What does {0} mean when initializing an object?

c c++

Question

When {0} is used to initialize an object, what does it mean? I can't find any references to {0} anywhere, and because of the curly braces Google searches are not helpful.

Example code:

SHELLEXECUTEINFO sexi = {0}; // what does this do?
sexi.cbSize = sizeof(SHELLEXECUTEINFO);
sexi.hwnd = NULL;
sexi.fMask = SEE_MASK_NOCLOSEPROCESS;
sexi.lpFile = lpFile.c_str();
sexi.lpParameters = args;
sexi.nShow = nShow;

if(ShellExecuteEx(&sexi))
{
    DWORD wait = WaitForSingleObject(sexi.hProcess, INFINITE);
    if(wait == WAIT_OBJECT_0)
        GetExitCodeProcess(sexi.hProcess, &returnCode);
}

Without it, the above code will crash on runtime.

1
249
7/8/2017 5:54:43 PM

Accepted Answer

What's happening here is called aggregate initialization. Here is the (abbreviated) definition of an aggregate from section 8.5.1 of the ISO spec:

An aggregate is an array or a class with no user-declared constructors, no private or protected non-static data members, no base classes, and no virtual functions.

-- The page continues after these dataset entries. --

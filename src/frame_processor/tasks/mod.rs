// SPDX-License-Identifier: GPL-3.0-only

//! Bundled decoder implementations

pub mod qr_detector;
#[cfg(test)]
pub(crate) mod test_codes;

pub use qr_detector::QrDecoder;
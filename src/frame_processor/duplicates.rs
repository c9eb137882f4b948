// SPDX-License-Identifier: GPL-3.0-only

//! Duplicate suppression for `NoDuplicates` detection mode

use super::types::Barcode;
use std::sync::Mutex;

/// Remembers the payloads of the last reported frame
#[derive(Debug, Default)]
pub struct DuplicateSuppressor {
    last_scanned: Mutex<Vec<String>>,
}

impl DuplicateSuppressor {
    pub fn new() -> Self {
        Self::default()
    }

    /// Returns true if `barcodes` repeat the last reported payload set
    ///
    /// Barcodes without a text payload are ignored. A non-empty new set
    /// replaces the remembered one; an empty set never clears it.
    pub fn is_duplicate(&self, barcodes: &[Barcode]) -> bool {
        let mut scanned: Vec<String> = barcodes
            .iter()
            .filter_map(|b| b.raw_value.clone())
            .collect();
        scanned.sort();

        let mut last = self
            .last_scanned
            .lock()
            .unwrap_or_else(|poisoned| poisoned.into_inner());
        if *last == scanned {
            return true;
        }
        if !scanned.is_empty() {
            *last = scanned;
        }
        false
    }

    /// Forget the remembered payloads
    pub fn reset(&self) {
        self.last_scanned
            .lock()
            .unwrap_or_else(|poisoned| poisoned.into_inner())
            .clear();
    }

    /// Snapshot of the remembered payloads
    pub fn last_scanned(&self) -> Vec<String> {
        self.last_scanned
            .lock()
            .unwrap_or_else(|poisoned| poisoned.into_inner())
            .clone()
    }
}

Now, using {0} to initialize an aggregate like this is basically a trick to 0 the entire thing. This is because when using aggregate initialization you don't have to specify all the members and the spec requires that all unspecified members be default initialized, which means set to 0 for simple types.

Here is the relevant quote from the spec:

If there are fewer initializers in the list than there are members in the aggregate, then each member not explicitly initialized shall be default-initialized. Example:

struct S { int a; char* b; int c; };
S ss = { 1, "asdf" };

initializes ss.a with 1, ss.b with "asdf", and ss.c with the value of an expression of the form int(), that is, 0.

You can find the complete spec on this topic here

298
11/24/2015 2:04:22 AM

One thing to be aware of is that this technique will not set padding bytes to zero. For example:

struct foo
{
    char c;
    int  i;
};

foo a = {0};

Is not the same as:

foo a;
memset(&a,0,sizeof(a));

In the first case, pad bytes between c and i are uninitialized. Why would you care? Well, if you're saving this data to disk or sending it over a network or whatever, you could have a security issue.